実際に社会保険労務士試験の第40回社会保険労務士試験の午前の選択問題の〔問2〕労働者災害補償保険法では、

↓↓↓ここから平成20年本試験問題です。↓↓↓

業務災害とは、労働者の業務上の負傷、疾病、障害又は死亡をいい、このうち疾病については、労働基準法施行規則別表第1の2に掲げられている。同表第9号の「その他業務に起因することの明らかな疾病」については、業務災害と扱われるが、このためには業務と疾病の間に相当因果関係がなければならない。例えば、過労死等に関し、平成13年12月には、脳血管疾患及び虚血性心疾患等(負傷に起因するものを除く)の認定基準について、厚生労働省労働基準局長から都道府県労働局長あてに通達されている。また、精神障害等に関しては、平成11年9月に、心理的負荷による精神障害等に係る業務上外の判断指針について、労働省労働基準局長(現厚生労働省労働基準局長)から都道府県労働基準局長(現都道府県労働局長)あてに通達されている。

↑↑↑ここまで平成20年本試験問題でした。↑↑↑

という午前の選択試験問題で出題されています。

この中で、「認定基準」という単語が選択肢Cとして出題されていました。この「認定基準」が業務遂行性と業務起因性の二つを総合判断して認められることになるのです。

今回のEは、派遣先事業主の支配下にある場合には、に続く言葉ですので「業務遂行性」が働きますね。

もう一度説明しますよ。

業務遂行性→労働者が労働契約に基づいて事業主の支配下にある状態で、命じられた業務に従事しようという意思行動性。
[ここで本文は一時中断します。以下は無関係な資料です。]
//! Layered configuration loading.
//!
//! Precedence (low -> high): system, user, project root, working directory,
//! runtime files. A requirements file is applied first and its keys cannot be
//! overridden by any later layer.

mod layer_io;
mod merge;
mod schema;
mod utils;


use crate::{ConfigError, PortalConfig};
use log::{debug, info};
use serde_json::Value;
use std::collections::HashSet;
use std::fs;
use std::path::{Path, PathBuf};

/// Config filename looked up in every local layer.
const DEFAULT_CONFIG_FILE: &str = "hrportal.json5";
/// Directory holding the user config under the home directory.
const DEFAULT_CONFIG_DIR: &str = ".hrportal";
/// Entries that mark a directory as the project root.
const DEFAULT_PROJECT_ROOT_MARKERS: &[&str] = &[".git", "package.json"];

#[cfg(unix)]
const SYSTEM_CONFIG_PATH: &str = "/etc/hrportal/hrportal.json5";
#[cfg(unix)]
const SYSTEM_REQUIREMENTS_PATH: &str = "/etc/hrportal/requirements.json5";
#[cfg(windows)]
const SYSTEM_CONFIG_PATH: &str = "C:\\ProgramData\\hrportal\\hrportal.json5";
#[cfg(windows)]
const SYSTEM_REQUIREMENTS_PATH: &str = "C:\\ProgramData\\hrportal\\requirements.json5";

/// Effective config plus the layers that contributed to it.
#[derive(Debug, Clone)]
pub struct LayeredConfig {
    pub config: PortalConfig,
    pub layers: Vec<ConfigLayer>,
}

#[derive(Debug, Clone, Copy, PartialEq, Eq)]
pub enum ConfigLayerSource {
    /// Locked keys applied before everything else.
    Requirements,
    System,
    User,
    Project,
    Cwd,
    /// Files passed explicitly at startup.
    Runtime,
}

/// A layer that was found and merged.
#[derive(Debug, Clone, PartialEq, Eq)]
pub struct ConfigLayer {
    pub source: ConfigLayerSource,
    pub path: PathBuf,
}

/// Where to look for each layer.
#[derive(Debug, Clone)]
pub struct LayeredConfigOptions {
    pub cwd: PathBuf,
    pub system_config_path: Option<PathBuf>,
    pub user_config_path: Option<PathBuf>,
    pub requirements_path: Option<PathBuf>,
    pub runtime_paths: Vec<PathBuf>,
    pub project_root_markers: Vec<String>,
}

impl LayeredConfigOptions {
    /// Options with the platform default locations for the given directory.
    pub fn new(cwd: impl AsRef<Path>) -> Self {
        Self {
            cwd: cwd.as_ref().to_path_buf(),
            system_config_path: layer_io::default_system_config_path(),
            user_config_path: layer_io::default_user_config_path(),
            requirements_path: layer_io::default_requirements_path(),
            runtime_paths: Vec::new(),
            project_root_markers: DEFAULT_PROJECT_ROOT_MARKERS
                .iter()
                .map(|marker| marker.to_string())
                .collect(),
        }
    }

    pub fn with_runtime_path(mut self, path: impl AsRef<Path>) -> Self {
        self.runtime_paths.push(path.as_ref().to_path_buf());
        self
    }
}

impl PortalConfig {
    /// Load a single config file with no layering.
    pub fn load_from_path(path: impl AsRef<Path>) -> Result<Self, ConfigError> {
        info!("loading config from path: {}", path.as_ref().display());
        let contents = fs::read_to_string(path)?;
        Self::load_from_str(&contents)
    }

    /// Load a single config from JSON5 text with no layering.
    pub fn load_from_str(contents: &str) -> Result<Self, ConfigError> {
        debug!("loading config from raw contents (len={})", contents.len());
        let value: Value = json5::from_str(contents)?;
        config_from_value(value, "config")
    }

    /// Load the layer stack from the default locations.
    pub fn load_layered(cwd: impl AsRef<Path>) -> Result<LayeredConfig, ConfigError> {
        Self::load_layered_with_options(LayeredConfigOptions::new(cwd))
    }

    pub fn load_layered_with_options(
        options: LayeredConfigOptions,
    ) -> Result<LayeredConfig, ConfigError> {
        let cwd = utils::normalize_path(&options.cwd)?;
        debug!("loading layered config (cwd={})", cwd.display());

        let mut layers = Vec::new();
        let mut values = Vec::new();
        let mut seen = HashSet::new();

        let requirements = match options.requirements_path.as_deref() {
            Some(path) => layer_io::load_optional(ConfigLayerSource::Requirements, path)?,
            None => None,
        };
        if let Some((layer, _)) = &requirements {
            layers.push(layer.clone());
        }

        let mut candidates: Vec<(ConfigLayerSource, PathBuf)> = Vec::new();
        if let Some(path) = &options.system_config_path {
            candidates.push((ConfigLayerSource::System, path.clone()));
        }
        if let Some(path) = &options.user_config_path {
            candidates.push((ConfigLayerSource::User, path.clone()));
        }
        match utils::find_project_root(&cwd, &options.project_root_markers) {
            Some(root) => {
                debug!("resolved project root: {}", root.display());
                candidates.push((ConfigLayerSource::Project, root.join(DEFAULT_CONFIG_FILE)));
            }
            None => debug!("no project root found above {}", cwd.display()),
        }
        candidates.push((ConfigLayerSource::Cwd, cwd.join(DEFAULT_CONFIG_FILE)));

        for (source, path) in candidates {
            if !seen.insert(utils::unique_path(&path)) {
                debug!(
                    "skipping duplicate layer (source={:?}, path={})",
                    source,
                    path.display()
                );
                continue;
            }
            if let Some((layer, value)) = layer_io::load_optional(source, &path)? {
                layers.push(layer);
                values.push(value);
            }
        }

        for path in &options.runtime_paths {
            let (layer, value) = layer_io::load_required(ConfigLayerSource::Runtime, path)?;
            layers.push(layer);
            values.push(value);
        }

        let locked = requirements.map(|(_, value)| value);
        let mut merged = Value::Object(serde_json::Map::new());
        if let Some(locked) = &locked {
            merge::merge_json_values(&mut merged, locked);
        }
        for value in &values {
            merge::merge_json_with_constraints(&mut merged, value, locked.as_ref());
        }

        let config = config_from_value(merged, "effective")?;
        info!("layered config loaded (layers={})", layers.len());
        Ok(LayeredConfig { config, layers })
    }

    /// Check invariants serde cannot express.
    pub fn validate(&self) -> Result<(), ConfigError> {
        let base_url = self.api.base_url.trim();
        if !(base_url.starts_with("http://") || base_url.starts_with("https://")) {
            return Err(ConfigError::InvalidField {
                path: "api.base_url".to_string(),
                message: "must start with http:// or https://".to_string(),
            });
        }
        if self.api.timeout_secs == 0 {
            return Err(ConfigError::InvalidField {
                path: "api.timeout_secs".to_string(),
                message: "must be greater than zero".to_string(),
            });
        }
        if self.announcements.page_size == 0 {
            return Err(ConfigError::InvalidField {
                path: "announcements.page_size".to_string(),
                message: "must be greater than zero".to_string(),
            });
        }
        Ok(())
    }
}

fn config_from_value(value: Value, label: &str) -> Result<PortalConfig, ConfigError> {
    schema::validate_layer_schema(&value, label)?;
    let config: PortalConfig = serde_json::from_value(value)?;
    config.validate()?;
    Ok(config)
}
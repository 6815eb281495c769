//! Client-side core of the HR portal.
//!
//! Pages fetch JSON through a [`Transport`], keep it in request-sequenced
//! [`RemoteCollection`]s, derive filtered views with the functions in
//! [`filter`], and report write outcomes through the [`ToastCenter`]. The
//! onboarding assistant lives in [`assistant`]; profile form checks live in
//! [`validation`].

pub mod api;
pub mod assistant;
pub mod collection;
pub mod error;
pub mod fetch;
pub mod filter;
pub mod pages;
pub mod presentation;
pub mod toast;
pub mod validation;

pub use api::PortalApi;
pub use assistant::{
    AssistantHost, AssistantService, AssistantSession, AssistantShell, HttpAssistant, Sender,
    ShellState, TranscriptMessage, TurnOutcome,
};
pub use collection::{FetchTicket, Identified, LoadState, RemoteCollection};
pub use error::PortalError;
pub use fetch::{ApiRequest, HttpTransport, Method, RequestBody, Transport};
pub use filter::{
    DocumentFilter, FilterState, NotificationFilter, Page, Selection, Verification, apply_filters,
    paginate,
};
pub use pages::{
    AnnouncementBoard, CareerDashboard, DocumentCenter, NotificationFeed, PageContext,
    UploadOutcome,
};
pub use toast::{Toast, ToastAction, ToastCenter, ToastKind, ToastOptions};
pub use validation::{FieldErrors, FormValidator, ProfileForm, ValidationOutcome, validate};
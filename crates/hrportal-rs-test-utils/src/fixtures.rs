//! JSON fixtures shaped like backend responses.

use hrportal_rs_protocol::{User, UserRole};
use serde_json::{Value, json};

pub fn user(id: i64, role: UserRole) -> User {
    User {
        id,
        email: format!("user{id}@example.com"),
        role,
        first_name: Some("Alex".to_string()),
    }
}

/// Announcement with an optional RFC 3339 expiry.
pub fn announcement(id: i64, category: &str, expires_at: Option<&str>) -> Value {
    json!({
        "id": id,
        "title": format!("Announcement {id}"),
        "content": "Details inside",
        "category": category,
        "priority": "normal",
        "created_at": "2024-05-01T09:00:00Z",
        "expires_at": expires_at,
        "is_active": true,
        "acknowledged": false
    })
}

pub fn document(id: i64, document_type: &str, is_verified: bool, confidence: Option<f64>) -> Value {
    json!({
        "id": id,
        "employee_id": 5,
        "document_type": document_type,
        "document_url": format!("uploads/documents/5_{id}.pdf"),
        "is_verified": is_verified,
        "ocr_confidence": confidence,
        "uploaded_at": "2024-05-02T12:00:00Z"
    })
}

pub fn notification(id: i64, is_read: bool) -> Value {
    json!({
        "id": id,
        "title": format!("Reminder {id}"),
        "message": "Complete your onboarding tasks",
        "notification_type": "reminder",
        "priority": "high",
        "is_read": is_read,
        "created_at": "2024-05-03T08:30:00Z"
    })
}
業務起因性→業務に内在している危険有害性が現実化したと経験則上認められること。

というのが、それぞれ「業務遂行性」と「業務起因性」の意味ですから、今回のEの空欄は「派遣先事業主の支配下にある場合には」に続く言葉ですから、「業務遂行性」になりますよね。

とにかく、合格をねらうレベルならば、今回の労働者災害補償保険法に関しては、「5点満点」を本試験当日には確実にとってほしいと思うレベルの問題でした。